One thing, one little thing that I forgot to mention, the reason I am writing this article: One of our OKD 4 workers went down. In hindsight, it’s a miracle we didn’t lose more. I’m writing this article to finally document some of the common pitfalls that people (people being myself) experience when trying to bring this back up.

The issue

So, okd4-worker03-nrh.csh.rit.edu went down. It stayed down. In the past when this has happened, I’ve had limited success bringing workers back up. Sometimes, you’ll boot them up, and they’ll just immediately start trying to boot to the CoreOS installer, or they won’t boot at all, or they’ll boot loop, and here’s why:

We’re running our cluster on Proxmox.

(ughhhhhhhhhhhhhhhhhhhhhhhhhhhhhhhhhhhhhhhh)

So two things are usually wrong when a node won’t come back up: 1: The “Boot Order” option in the “Options” tab is misconfigured. It may, for some reason, have decided to set the install disk as the primary boot option, or it may have disabled the hard drive option. Either way, you need to make sure that the hard drive is the primary boot option.
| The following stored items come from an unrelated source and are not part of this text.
use crate::encode::sink::{FrameSink, SinkConfig};
use crate::foundation::core::{Fps, FrameIndex};
use crate::foundation::error::{ZoomreelError, ZoomreelResult};
use crate::foundation::math::mul_div255_u16;
use image::RgbaImage;
use std::io::Read;
use std::path::{Path, PathBuf};
use std::process::{Child, ChildStdin, Command, Stdio};

/// What to do with the alpha channel of incoming frames.
#[derive(Clone, Copy, Debug, Default, PartialEq, Eq)]
pub enum AlphaMode {
    /// Hand RGBA to ffmpeg as-is; the yuv420p conversion drops alpha.
    #[default]
    Discard,
    /// Composite straight-alpha frames over this RGBA8 background first.
    Flatten([u8; 4]),
}

/// Options for [`FfmpegSink`] MP4 output.
#[derive(Clone, Debug)]
pub struct FfmpegSinkOpts {
    /// Output MP4 file path.
    pub out_path: PathBuf,
    /// Overwrite output file if it already exists.
    pub overwrite: bool,
    /// Alpha handling.
    pub alpha: AlphaMode,
}

impl FfmpegSinkOpts {
    /// Create options for outputting an MP4 to `out_path`.
    pub fn new(out_path: impl Into<PathBuf>) -> Self {
        Self {
            out_path: out_path.into(),
            overwrite: true,
            alpha: AlphaMode::default(),
        }
    }
}

/// Sink that spawns the system `ffmpeg` and streams raw RGBA frames to its stdin.
pub struct FfmpegSink {
    opts: FfmpegSinkOpts,

    child: Option<Child>,
    stdin: Option<ChildStdin>,
    stderr_drain: Option<std::thread::JoinHandle<std::io::Result<Vec<u8>>>>,

    scratch: Vec<u8>,
    cfg: Option<SinkConfig>,
    last_idx: Option<FrameIndex>,
}

impl FfmpegSink {
    /// Create a new sink that streams into `ffmpeg`.
    pub fn new(opts: FfmpegSinkOpts) -> Self {
        Self {
            opts,
            child: None,
            stdin: None,
            stderr_drain: None,
            scratch: Vec::new(),
            cfg: None,
            last_idx: None,
        }
    }

    /// Output path this sink writes to.
    pub fn out_path(&self) -> &Path {
        &self.opts.out_path
    }
}

impl FrameSink for FfmpegSink {
    fn begin(&mut self, cfg: SinkConfig) -> ZoomreelResult<()> {
        if self.child.is_some() {
            return Err(ZoomreelError::encoder("ffmpeg sink already started"));
        }
        if cfg.fps.num == 0 || cfg.fps.den == 0 {
            return Err(ZoomreelError::validation("fps must be non-zero"));
        }
        cfg.validate()?;

        ensure_parent_dir(&self.opts.out_path)?;
        if !self.opts.overwrite && self.opts.out_path.exists() {
            return Err(ZoomreelError::validation(format!(
                "output file '{}' already exists",
                self.opts.out_path.display()
            )));
        }

        if !is_ffmpeg_on_path() {
            return Err(ZoomreelError::encoder(
                "ffmpeg is required for MP4 encoding, but was not found on PATH",
            ));
        }

        let mut cmd = Command::new("ffmpeg");
        cmd.stdin(Stdio::piped())
            .stdout(Stdio::null())
            .stderr(Stdio::piped())
            .args(ffmpeg_args(&cfg, self.opts.overwrite))
            .arg(&self.opts.out_path);

        tracing::debug!(
            out_path = %self.opts.out_path.display(),
            width = cfg.width,
            height = cfg.height,
            fps = %cfg.fps,
            "spawning ffmpeg"
        );

        let mut child = cmd.spawn().map_err(|e| {
            ZoomreelError::encoder(format!(
                "failed to spawn ffmpeg (is it installed and on PATH?): {e}"
            ))
        })?;

        let stdin = child
            .stdin
            .take()
            .ok_or_else(|| ZoomreelError::encoder("failed to open ffmpeg stdin (unexpected)"))?;
        let mut stderr = child
            .stderr
            .take()
            .ok_or_else(|| ZoomreelError::encoder("failed to open ffmpeg stderr (unexpected)"))?;
        let stderr_drain = std::thread::spawn(move || {
            let mut stderr_bytes = Vec::new();
            stderr.read_to_end(&mut stderr_bytes)?;
            Ok(stderr_bytes)
        });

        self.scratch = match self.opts.alpha {
            AlphaMode::Discard => Vec::new(),
            AlphaMode::Flatten(_) => vec![0u8; cfg.width as usize * cfg.height as usize * 4],
        };
        self.child = Some(child);
        self.stdin = Some(stdin);
        self.stderr_drain = Some(stderr_drain);
        self.cfg = Some(cfg);
        self.last_idx = None;
        Ok(())
    }

    fn push_frame(&mut self, idx: FrameIndex, frame: &RgbaImage) -> ZoomreelResult<()> {
        let cfg = self
            .cfg
            .as_ref()
            .ok_or_else(|| ZoomreelError::encoder("ffmpeg sink not started"))?;
        if let Some(last) = self.last_idx
            && idx <= last
        {
            return Err(ZoomreelError::encoder(
                "ffmpeg sink received out-of-order frame index",
            ));
        }

        if frame.width() != cfg.width || frame.height() != cfg.height {
            return Err(ZoomreelError::encoder(format!(
                "frame size mismatch: got {}x{}, expected {}x{}",
                frame.width(),
                frame.height(),
                cfg.width,
                cfg.height
            )));
        }

        let bytes: &[u8] = match self.opts.alpha {
            AlphaMode::Discard => frame.as_raw(),
            AlphaMode::Flatten(bg) => {
                flatten_straight_over_bg_to_opaque_rgba8(&mut self.scratch, frame.as_raw(), bg)?;
                &self.scratch
            }
        };

        let Some(stdin) = self.stdin.as_mut() else {
            return Err(ZoomreelError::encoder("ffmpeg sink is already finalized"));
        };

        use std::io::Write as _;
        stdin.write_all(bytes).map_err(|e| {
            ZoomreelError::encoder(format!("failed to write frame to ffmpeg stdin: {e}"))
        })?;
        self.last_idx = Some(idx);
        Ok(())
    }

    fn end(&mut self) -> ZoomreelResult<()> {
        drop(self.stdin.take());
        let mut child = self
            .child
            .take()
            .ok_or_else(|| ZoomreelError::encoder("ffmpeg sink not started"))?;

        let status = child.wait().map_err(|e| {
            ZoomreelError::encoder(format!("failed to wait for ffmpeg to finish: {e}"))
        })?;
        let stderr_bytes = match self.stderr_drain.take() {
            Some(handle) => handle
                .join()
                .map_err(|_| ZoomreelError::encoder("ffmpeg stderr drain thread panicked"))?
                .map_err(|e| ZoomreelError::encoder(format!("ffmpeg stderr read failed: {e}")))?,
            None => Vec::new(),
        };

        self.cfg = None;
        if !status.success() {
            let stderr = String::from_utf8_lossy(&stderr_bytes);
            return Err(ZoomreelError::encoder(format!(
                "ffmpeg exited with status {}: {}",
                status,
                stderr.trim()
            )));
        }
        Ok(())
    }
}

impl Drop for FfmpegSink {
    fn drop(&mut self) {
        let Some(mut child) = self.child.take() else {
            return;
        };
        tracing::warn!(
            out_path = %self.opts.out_path.display(),
            "ffmpeg sink dropped without end, killing encoder"
        );
        drop(self.stdin.take());
        let _ = child.kill();
        let _ = child.wait();
        if let Some(handle) = self.stderr_drain.take() {
            let _ = handle.join();
        }
    }
}

/// Arguments for one encode, excluding the trailing output path.
pub(crate) fn ffmpeg_args(cfg: &SinkConfig, overwrite: bool) -> Vec<String> {
    let mut args = vec![
        (if overwrite { "-y" } else { "-n" }).to_string(),
        "-loglevel".into(),
        "error".into(),
        "-f".into(),
        "rawvideo".into(),
        "-pix_fmt".into(),
        "rgba".into(),
        "-s".into(),
        format!("{}x{}", cfg.width, cfg.height),
    ];
    push_input_fps(&mut args, cfg.fps);
    args.extend(["-i".into(), "pipe:0".into(), "-an".into()]);

    let (out_w, out_h) = encoded_dims(cfg);
    if (out_w, out_h) != (cfg.width, cfg.height) {
        // yuv420p needs even sizes; pad instead of rescaling so pixels stay put.
        args.extend(["-vf".into(), format!("pad={out_w}:{out_h}:0:0")]);
    }

    args.extend(
        [
            "-c:v",
            "libx264",
            "-pix_fmt",
            "yuv420p",
            "-movflags",
            "+faststart",
        ]
        .map(String::from),
    );
    args
}

fn push_input_fps(args: &mut Vec<String>, fps: Fps) {
    // For rawvideo input, `-r` goes before `-i`.
    args.extend(["-r".into(), fps.to_string()]);
}

/// Encoded frame size: aligned up to `macro_block_size` (if any), then up to even.
pub(crate) fn encoded_dims(cfg: &SinkConfig) -> (u32, u32) {
    let align = cfg.macro_block_size.unwrap_or(1).max(1);
    let fit = |v: u32| round_up(round_up(v, align), 2);
    (fit(cfg.width), fit(cfg.height))
}

fn round_up(v: u32, to: u32) -> u32 {
    v.div_ceil(to).saturating_mul(to)
}

fn flatten_straight_over_bg_to_opaque_rgba8(
    dst: &mut [u8],
    src: &[u8],
    bg_rgba: [u8; 4],
) -> ZoomreelResult<()> {
    if dst.len() != src.len() || !dst.len().is_multiple_of(4) {
        return Err(ZoomreelError::validation(
            "flatten_straight_over_bg_to_opaque_rgba8 expects equal-length rgba8 buffers",
        ));
    }

    let bg = [
        u16::from(bg_rgba[0]),
        u16::from(bg_rgba[1]),
        u16::from(bg_rgba[2]),
    ];

    for (d, s) in dst.chunks_exact_mut(4).zip(src.chunks_exact(4)) {
        let a = u16::from(s[3]);
        if a == 255 {
            d.copy_from_slice(s);
            continue;
        }

        let inv = 255 - a;
        for c in 0..3 {
            let v = mul_div255_u16(u16::from(s[c]), a) + mul_div255_u16(bg[c], inv);
            d[c] = v.min(255) as u8;
        }
        d[3] = 255;
    }

    Ok(())
}

/// Ensure the parent directory of `path` exists.
pub fn ensure_parent_dir(path: &Path) -> ZoomreelResult<()> {
    if let Some(parent) = path.parent()
        && !parent.as_os_str().is_empty()
    {
        use anyhow::Context as _;
        std::fs::create_dir_all(parent)
            .with_context(|| format!("failed to create output directory '{}'", parent.display()))?;
    }
    Ok(())
}

/// Return `true` when `ffmpeg` can be invoked from `PATH`.
pub fn is_ffmpeg_on_path() -> bool {
    Command::new("ffmpeg")
        .arg("-version")
        .stdout(Stdio::null())
        .stderr(Stdio::null())
        .status()
        .map(|s| s.success())
        .unwrap_or(false)
}

#[cfg(test)]
#[path = "../../tests/unit/encode/ffmpeg.rs"]
mod tests;
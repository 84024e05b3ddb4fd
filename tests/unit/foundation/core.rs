use super::*;

#[test]
fn fps_new_rejects_zero_parts() {
    assert!(Fps::new(0, 1).is_err());
    assert!(Fps::new(30, 0).is_err());
    assert_eq!(Fps::new(30, 1).unwrap(), Fps { num: 30, den: 1 });
}

#[test]
fn fps_from_whole_float_is_integral() {
    assert_eq!(Fps::from_f64(30.0).unwrap(), Fps { num: 30, den: 1 });
    assert_eq!(Fps::from_f64(1.0).unwrap().to_string(), "1/1");
}

#[test]
fn fps_from_fractional_float_is_reduced() {
    assert_eq!(Fps::from_f64(29.97).unwrap(), Fps { num: 2997, den: 100 });
    assert_eq!(Fps::from_f64(12.5).unwrap(), Fps { num: 25, den: 2 });
}

#[test]
fn fps_from_f64_rejects_bad_values() {
    for bad in [0.0, -1.0, f64::NAN, f64::INFINITY, 0.0001] {
        assert!(Fps::from_f64(bad).is_err(), "{bad} should be rejected");
    }
}

#[test]
fn frame_index_orders_numerically() {
    assert!(FrameIndex(2) > FrameIndex(1));
    let json = serde_json::to_string(&FrameIndex(7)).unwrap();
    assert_eq!(json, "7");
}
This field is the bane of my existance

2: HA has gotten very confused. I find that the best way to ensure success when bringing an OKD 4 worker back up is to set HA to ‘ignored.’ In this particular case, it was set to ‘stopped’ for some odd reason. That caused this weird issue where, no matter what setting I changed, and no matter how I went about turning the node off and on again, the damn thing just wouldn’t boot correctly. Either it would boot to the installer, or it would boot loop, or it would just ignore me. At one point, I pressed ‘Stop’ three times (and all three times Proxmox logged the Status as OK on those commands) in order to get it to actually stop. Once, I removed literally every storage medium and it still insisted on booting to the installer somehow. So, TL;DR: SET HA TO ‘IGNORED’ BEFORE MESSING WITH IT

So is this one

So the VM is behaving properly, now what?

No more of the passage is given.